I might add to Haps comments, after honing with the 3M Scotchbrite thoroughly clean cylinders until no gray residue is left on a clean white cloth. When assemblling your rings use a 90 degrees staggered and use automatic transmission fluid for assemble. Do not use engine oil, transmission fluid burns off quicker and allows rings to seating faster.
 
BlueMax said:
use automatic transmission fluid for assemble
...seriously?
 
Excellent advice Hap and BlueMax!
I love the tip about the ScotchBrite pad.
Do you think I should take out my piston/rod assemblies and re-hone?
The engine is on a stand without the head or oil pan bolted on yet. I'd hate to get a bunch of honing residue in it now though.

Fred
 
TulsaFred said:
Sounds like a pretty simple thing, but wouldn't it take a pretty bad journal to scrape copper off a penny? Mine looked fairly pristine with only the most minimally detectable visible scoring on the rear main. Felt mirror smooth to the touch though.
Can't imagine a penny would give up any copper to that.

Fred

You'd be surprised.

Hap Waldrop said:
if you see deep scratches you can catch with your fingernail, face reality and get the crank ground. , you just don't hear alot about on the forums when they blow up :smile:

I wish I had taken pics of how bad mine was. You didn't catch it, it caught you. It actually cut my finger! I knew it should have been turned. My thoughts were: if it had been rattling on cold start for 10K and was still running good now, it should only run better with new parts. I was just trying to buy some time. I never dreamed it would go this long.

Believe it or not Hap, you are the one who inspired me to put it back together this way. You once said you've never seen a LBC motor that didn't need to have the rods resized. That tells me everything out there that hasn't been rebuilt recently has out-of-round rods but is still running good. The oil film doesn't know if it's the crank or rods out of round, so why not put my out of round crank back in? I am shocked it's still going as good as it is. I plan to sneak a peak at the bottom end soon just to see.

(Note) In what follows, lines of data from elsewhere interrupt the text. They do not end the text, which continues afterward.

//! tonedown — an email tone assistant for the terminal.
//!
//! Rewrites hostile emails into a chosen tone, scans drafts for
//! passive-aggressive phrases, decodes the hidden meaning of corporate
//! messages, scores thread health, and answers coaching questions — all
//! against a small JSON API served by `tonedown serve` (the AI work itself
//! is delegated to an external chat-completions LLM service).
//!
//! The crate splits into three layers:
//!
//! - [`server`] — the HTTP backend: endpoint handlers, the deterministic
//!   toxicity scanner, and usage stats.
//! - [`client`] — the typed API client and its two-class error taxonomy
//!   (application vs transport).
//! - [`app`] — the controller that owns all UI state and drives the
//!   endpoints, with display output behind the [`app::surface::Surface`]
//!   trait. The interactive console and every one-shot CLI command go
//!   through the same controller.

pub mod app;
pub mod catalog;
pub mod cli;
pub mod client;
pub mod config;
pub mod llm;
pub mod protocol;
pub mod server;
pub mod toxicity;
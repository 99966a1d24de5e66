/// Configuration system for tonedown.
///
/// Provides a layered configuration hierarchy:
///
/// 1. **Built-in defaults** — hardcoded in [`schema::ToneDownConfig::default()`]
/// 2. **User global config** — `~/.tonedown/config.toml`
/// 3. **Project local config** — `.tonedown.toml` in the current working directory
/// 4. **Environment variables** — `TONEDOWN_*` overrides (highest precedence)
///
/// Later layers override earlier ones at the field level. Missing sections
/// in a TOML file fall back to the previous layer's values.
///
/// # Usage
///
/// ```rust,ignore
/// use tonedown::config;
///
/// let cfg = config::load();
/// println!("serving on {}", cfg.server.bind);
/// ```
pub mod schema;

use std::fs;
use std::path::PathBuf;

use anyhow::{Context, Result};

pub use schema::ToneDownConfig;

// ---------------------------------------------------------------------------
// Config loading
// ---------------------------------------------------------------------------

/// Load the fully resolved tonedown configuration.
///
/// Merges all layers in order: defaults → global TOML → project TOML → env
/// vars. This is the primary entry point for all modules that need
/// configuration.
pub fn load() -> ToneDownConfig {
    let mut config = ToneDownConfig::default();

    // Layer 2: user global config (~/.tonedown/config.toml)
    if let Some(global) = load_toml_file(global_config_path()) {
        merge_config(&mut config, &global);
    }

    // Layer 3: project local config (.tonedown.toml)
    if let Some(project) = load_toml_file(project_config_path()) {
        merge_config(&mut config, &project);
    }

    // Layer 4: environment variable overrides
    apply_env_overrides(&mut config);

    config
}

/// Load a TOML config file from the given path (if it exists).
///
/// Returns `None` if the path is `None`, the file doesn't exist, or the
/// content is malformed. Malformed files are silently ignored — a broken
/// config file must never take the tool down.
fn load_toml_file(path: Option<PathBuf>) -> Option<ToneDownConfig> {
    let path = path?;
    let content = fs::read_to_string(&path).ok()?;
    toml::from_str(&content).ok()
}

/// Merge a loaded config layer into the base config.
///
/// Each TOML file deserializes with `serde(default)`, so unset keys in the
/// overlay already hold the built-in defaults. The overlay therefore fully
/// replaces the base: explicitly-set values win, unset values match what the
/// base had anyway.
fn merge_config(base: &mut ToneDownConfig, overlay: &ToneDownConfig) {
    *base = overlay.clone();
}

// ---------------------------------------------------------------------------
// File paths
// ---------------------------------------------------------------------------

/// Path to the user global config: `~/.tonedown/config.toml`.
fn global_config_path() -> Option<PathBuf> {
    dirs::home_dir().map(|home| home.join(".tonedown").join("config.toml"))
}

/// Path to the project local config: `.tonedown.toml` in the current directory.
fn project_config_path() -> Option<PathBuf> {
    std::env::current_dir()
        .ok()
        .map(|cwd| cwd.join(".tonedown.toml"))
}

/// Return the path to the global config file for display/init purposes.
pub fn global_config_file() -> Option<PathBuf> {
    global_config_path()
}

/// Return the path to the project config file for display purposes.
pub fn project_config_file() -> Option<PathBuf> {
    project_config_path()
}

/// Expand a leading `~` in a configured path to the home directory.
///
/// Paths without a `~` prefix pass through unchanged. Returns `None` only
/// when a `~` is present and the home directory cannot be determined.
pub fn expand_home(path: &str) -> Option<PathBuf> {
    if let Some(rest) = path.strip_prefix("~/") {
        return dirs::home_dir().map(|home| home.join(rest));
    }
    if path == "~" {
        return dirs::home_dir();
    }
    Some(PathBuf::from(path))
}

// ---------------------------------------------------------------------------
// Environment variable overrides
// ---------------------------------------------------------------------------

/// Apply environment variable overrides (highest precedence layer).
///
/// Supported variables:
/// - `TONEDOWN_BASE_URL` — API server URL the client talks to
/// - `TONEDOWN_BIND` — `host:port` for `tonedown serve`
/// - `TONEDOWN_API_URL` — upstream completions API URL
/// - `TONEDOWN_MODEL` — upstream model name
/// - `TONEDOWN_MAX_TOKENS` — completion token cap
/// - `TONEDOWN_TIMEOUT_SECS` — upstream request timeout
/// - `TONEDOWN_LOG` — usage logging enabled (`1`/`true`/`yes`/`on`)
/// - `TONEDOWN_DEFAULT_TONE` — session default tone
fn apply_env_overrides(config: &mut ToneDownConfig) {
    if let Ok(val) = std::env::var("TONEDOWN_BASE_URL")
        && !val.is_empty()
    {
        config.client.base_url = val;
    }
    if let Ok(val) = std::env::var("TONEDOWN_BIND")
        && !val.is_empty()
    {
        config.server.bind = val;
    }
    if let Ok(val) = std::env::var("TONEDOWN_API_URL")
        && !val.is_empty()
    {
        config.llm.api_url = val;
    }
    if let Ok(val) = std::env::var("TONEDOWN_MODEL")
        && !val.is_empty()
    {
        config.llm.model = val;
    }
    if let Ok(val) = std::env::var("TONEDOWN_MAX_TOKENS")
        && let Ok(n) = val.parse::<u32>()
    {
        config.llm.max_tokens = n;
    }
    if let Ok(val) = std::env::var("TONEDOWN_TIMEOUT_SECS")
        && let Ok(secs) = val.parse::<u64>()
    {
        config.llm.timeout_secs = secs;
    }
    if let Ok(val) = std::env::var("TONEDOWN_LOG") {
        config.logging.enabled = is_truthy(&val);
    }
    if let Ok(val) = std::env::var("TONEDOWN_DEFAULT_TONE")
        && !val.is_empty()
    {
        config.general.default_tone = val;
    }
}

/// Check if a string value represents a truthy boolean.
fn is_truthy(val: &str) -> bool {
    matches!(
        val.to_ascii_lowercase().as_str(),
        "1" | "true" | "yes" | "on"
    )
}

// ---------------------------------------------------------------------------
// Config init / set / reset
// ---------------------------------------------------------------------------

/// Write the default annotated config to `~/.tonedown/config.toml`.
///
/// Creates the `~/.tonedown/` directory if it doesn't exist. Returns an
/// error if the file already exists (use `force = true` to overwrite).
pub fn init_config(force: bool) -> Result<PathBuf> {
    let path = global_config_path().context("could not determine home directory")?;

    if path.exists() && !force {
        anyhow::bail!(
            "config file already exists at {}. Use --force to overwrite.",
            path.display()
        );
    }

    if let Some(parent) = path.parent() {
        fs::create_dir_all(parent).context("failed to create ~/.tonedown/ directory")?;
    }

    fs::write(&path, ToneDownConfig::default_toml()).context("failed to write config file")?;

    Ok(path)
}

/// Set a single config key to a value in the global config file.
///
/// Reads the current global config (or defaults), updates the specified key,
/// and writes the result back. Supports dotted keys like `llm.model`.
pub fn set_config_value(key: &str, value: &str) -> Result<()> {
    let path = global_config_path().context("could not determine home directory")?;

    // Load current config or defaults
    let config = if path.exists() {
        let content = fs::read_to_string(&path).context("failed to read config file")?;
        // Parse as toml::Value for surgical update
        let mut value_table: toml::Value =
            toml::from_str(&content).context("failed to parse config as TOML value")?;

        set_toml_value(&mut value_table, key, value)?;

        // Write back
        let toml_str =
            toml::to_string_pretty(&value_table).context("failed to serialize config")?;
        if let Some(parent) = path.parent() {
            fs::create_dir_all(parent).context("failed to create config directory")?;
        }
        fs::write(&path, toml_str).context("failed to write config file")?;

        return Ok(());
    } else {
        ToneDownConfig::default()
    };

    // No existing file — serialize defaults, update, write
    let toml_str = toml::to_string_pretty(&config).context("failed to serialize default config")?;
    let mut value_table: toml::Value =
        toml::from_str(&toml_str).context("failed to parse serialized defaults")?;

    set_toml_value(&mut value_table, key, value)?;

    let output =
        toml::to_string_pretty(&value_table).context("failed to serialize updated config")?;

    if let Some(parent) = path.parent() {
        fs::create_dir_all(parent).context("failed to create config directory")?;
    }
    fs::write(&path, output).context("failed to write config file")?;

    Ok(())
}

/// Set a value in a TOML value tree using a dotted key path.
fn set_toml_value(root: &mut toml::Value, key: &str, raw_value: &str) -> Result<()> {
    let parts: Vec<&str> = key.split('.').collect();
    if parts.is_empty() {
        anyhow::bail!("empty config key");
    }

    // Navigate to the parent table
    let mut current = root;
    for &part in &parts[..parts.len() - 1] {
        current = current
            .get_mut(part)
            .with_context(|| format!("config key not found: section '{part}' in '{key}'"))?;
    }

    let leaf = parts[parts.len() - 1];

    // Determine the type of the existing value to parse correctly
    let table = current.as_table_mut().with_context(|| {
        format!(
            "expected table at '{}'",
            key.rsplit_once('.').map(|(s, _)| s).unwrap_or("")
        )
    })?;

    let existing = table.get(leaf);
    let new_value = match existing {
        Some(toml::Value::Boolean(_)) => toml::Value::Boolean(is_truthy(raw_value)),
        Some(toml::Value::Integer(_)) => {
            let n: i64 = raw_value
                .parse()
                .with_context(|| format!("expected integer for '{key}', got '{raw_value}'"))?;
            toml::Value::Integer(n)
        }
        Some(toml::Value::Float(_)) => {
            let f: f64 = raw_value
                .parse()
                .with_context(|| format!("expected float for '{key}', got '{raw_value}'"))?;
            toml::Value::Float(f)
        }
        Some(toml::Value::Array(_)) => {
            // Parse as comma-separated list
            let items: Vec<toml::Value> = raw_value
                .split(',')
                .map(|s| toml::Value::String(s.trim().to_string()))
                .collect();
            toml::Value::Array(items)
        }
        _ => {
            // Default to string
            toml::Value::String(raw_value.to_string())
        }
    };

    table.insert(leaf.to_string(), new_value);
    Ok(())
}

/// Reset the global config to defaults (overwrite the file).
pub fn reset_config() -> Result<PathBuf> {
    init_config(true)
}

/// Show the effective (fully resolved) config as TOML.
pub fn show_effective_config() -> Result<String> {
    let config = load();
    toml::to_string_pretty(&config).context("failed to serialize effective config")
}

// ---------------------------------------------------------------------------
// Tests
// ---------------------------------------------------------------------------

Don't worry Hap, you'll know when mine blows up 'cause I'll be ordering parts from you the same day. :yesnod:
 
kellysguy said:
Don't worry Hap, you'll know when mine blows up 'cause I'll be ordering parts from you the same day. :yesnod:

And I be glad to welp you anyway I can.

As for what I use on cylinder walls on assembly, I use SAE 30wt motor, I massage it on the cylinder wall, and into the piston skirt, but put none on the rings, I want a good ring scrub on pressure build up cranking, been doing that on many engine for many years. Between my scotchbrite honing, my light use of 30 wt oil, I looking for good and quick ring seating, chances are this way, you're 90% seated in the garage before the engine ever pulls under it own load, and when it does, the ring fully seat in short time. I never, ever dunk my pistons in oil, that just makes everything harder to seat, nd makes a big mess. What I'm doing is pretty common among professional builders. Never ever use any sort of assembly lube or synthetic oil on cylinder wall for assembly, you'll never seat the rings.